Summary of Main Findings

The incidence of Kawasaki-like disease was significantly higher during the COVID-19 epidemic. There were ten children (70% boys, mean age 7.5 years) diagnosed during the two months after the COVID-19 epidemic began, compared to 19 children (37% boys, mean age 3.5 years) diagnosed during the prior 5-year period. Among the 10 children diagnosed during the COVID-19 period, 8/10 tested positive for SARS-CoV-2 antibodies, of whom 2 also tested positive for SARS-CoV-2 via PCR; two tested negative for both. Severe disease was more prevalent during the COVID-19 period than the earlier period, including abnormal echocardiogram results (60% vs 10%), Kawasaki disease shock syndrome (50% vs. 0%), and macrophage activation syndrome (50% vs 0%); the mean age of children during the COVID-19 period was significantly higher. Children in both periods were successfully treated with intravenous immunoglobulin and aspirin, though during the COVID-19 period more children required steroid treatment (80% vs 16%); all were discharged without further complications.

Study Strengths

The cases were tested multiple times for SARS-CoV-2 infection and antibodies, demonstrating that most of the COVID-19 exposure would have been missed by PCR test alone at the time of admission for Kawasaki-like symptoms. Cases diagnosed prior to the COVID-19 epidemic were used as a comparison group.

Limitations

This study consists of a small number of cases from a single referral hospital. The incidence for the COVID-19 period appears to have been calculated using a smaller denominator of time (one month) than the seven-week period defined throughout the methods, inflating the incidence and incidence rate ratio reported, though the inference of a significant increase in cases during the COVID-19 epidemic stands nevertheless.

Value added

This was among the first published case series of Kawasaki-like disease in children during the COVID-19 epidemic.

Our take —

This study suggests that while SARS-CoV-2 does infect the intestinal epithelium cells, it is highly unlikely that it is transmitted via the fecal-oral route.

Study design

Other

Study population and setting

All human cell samples were derived from de-identified tissue collected with informed consent from healthy subjects who were undergoing colonoscopy at Stanford University or Washington University School of Medicine

Fecal samples were collected from patients with COVID-19. Patient populations are not described.

Summary of Main Findings

The authors demonstrated that angiotensin-converting enzyme 2 (ACE2), a known receptor for mediating SARS-CoV-2 entry, is expressed to high levels in cells in the small intestine in both humans and mice and that a Vesicular Stomatisi Virus pseudo-typed with SARS-CoV-2 S protein (which mediates entry via interaction with ACE2) as well as a clinical isolate of SARS-Cov-2 was able to infect these cells.

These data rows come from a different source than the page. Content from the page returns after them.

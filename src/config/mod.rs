// src/config/mod.rs

//! Configuration loading and validation for watchrun.
//!
//! Responsibilities:
//! - Define the TOML-backed data model (`model.rs`).
//! - Load a config file from disk (`loader.rs`).
//! - Validate it into a [`ConfigFile`] (`validate.rs`).
//! - Resolve the task to run, including the `default` alias (`resolve.rs`).

pub mod loader;
pub mod model;
pub mod resolve;
pub mod validate;

pub use loader::{default_config_path, load_and_validate, load_from_path};
pub use model::{ConfigFile, ConfigSection, RawConfigFile, TaskConfig};
pub use resolve::{ResolvedTask, DEFAULT_TASK_ALIAS};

Additionally, it was demonstrated that the serine proteases TMPRSS2 and TMPRSS4 help to mediate SARS-CoV-2 entry.

The authors also demonstrated that while small levels of infectious SARS-CoV-2 were detectable following incubation in simulated gastric fluid, there was no detectable virus following incubation in simulation colonic fluid.

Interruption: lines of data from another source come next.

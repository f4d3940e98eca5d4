// src/watch/event_handler.rs

//! Turning raw `notify` events into trigger decisions.

use std::path::Path;

use notify::{Event, EventKind};
use tracing::{debug, trace};

use crate::watch::path_utils::relative_str;
use crate::watch::patterns::WatchSpec;

/// Create, modify and remove events are relevant; access and
/// backend-specific "other" events are not.
pub fn is_relevant(kind: &EventKind) -> bool {
    matches!(
        kind,
        EventKind::Create(_) | EventKind::Modify(_) | EventKind::Remove(_)
    )
}

/// First root-relative path of `event` that `spec` matches, if any.
pub fn matching_path(root: &Path, spec: &WatchSpec, event: &Event) -> Option<String> {
    if !is_relevant(&event.kind) {
        trace!(kind = ?event.kind, "ignoring irrelevant event kind");
        return None;
    }

    for path in &event.paths {
        let Some(rel) = relative_str(root, path) else {
            debug!(?path, ?root, "could not relativize event path");
            continue;
        };
        if spec.matches(&rel) {
            return Some(rel);
        }
        trace!(rel = %rel, "event path does not match watch spec");
    }

    None
}

#[cfg(test)]
mod tests {
    use std::path::PathBuf;

    use notify::event::{AccessKind, CreateKind, ModifyKind, RemoveKind};

    use super::*;

    fn spec() -> WatchSpec {
        WatchSpec::new(&["src/*.ext".to_string()], &[]).unwrap()
    }

    fn event(kind: EventKind, path: &str) -> Event {
        Event::new(kind).add_path(PathBuf::from(path))
    }

    #[test]
    fn create_modify_remove_match() {
        let root = PathBuf::from("/project");
        for kind in [
            EventKind::Create(CreateKind::File),
            EventKind::Modify(ModifyKind::Any),
            EventKind::Remove(RemoveKind::File),
        ] {
            let ev = event(kind, "/project/src/a.ext");
            assert_eq!(
                matching_path(&root, &spec(), &ev).as_deref(),
                Some("src/a.ext")
            );
        }
    }

    #[test]
    fn access_events_are_ignored() {
        let root = PathBuf::from("/project");
        let ev = event(EventKind::Access(AccessKind::Any), "/project/src/a.ext");
        assert_eq!(matching_path(&root, &spec(), &ev), None);
    }

    #[test]
    fn non_matching_paths_are_ignored() {
        let root = PathBuf::from("/project");
        let ev = event(
            EventKind::Modify(ModifyKind::Any),
            "/project/src/nested/a.ext",
        );
        assert_eq!(matching_path(&root, &spec(), &ev), None);
    }

    #[test]
    fn rename_picks_matching_side() {
        let root = PathBuf::from("/project");
        let ev = Event::new(EventKind::Modify(ModifyKind::Any))
            .add_path(PathBuf::from("/project/src/a.tmp"))
            .add_path(PathBuf::from("/project/src/a.ext"));
        assert_eq!(
            matching_path(&root, &spec(), &ev).as_deref(),
            Some("src/a.ext")
        );
    }
}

Importantly, while viral RNA was detected in 3 of 10 fecal samples from infected persons, no infectious virus was detected in any of the samples.

Study Strengths

This study provides extensive evidence using multiple methods that SARS-CoV-2 is able to infect the intestinal epithelium cells.

Limitations

While this study is highly suggestive that SARS-CoV-2 cannot be transmitted via the fecal-oral route, the patient population size of 10 id quite limited. Larger studies should be performed to confirm that infectious virus is not found in fecal material.

Value added

This study is highly suggestive that SARS-CoV-2 cannot be transmitted via the fecal-oral route,

Additionally, the serine proteases TMPRSS2 and TMPRSS4 may be new targets for therapeutics as they were identified here as important for efficient entry of SARV-CoV-2.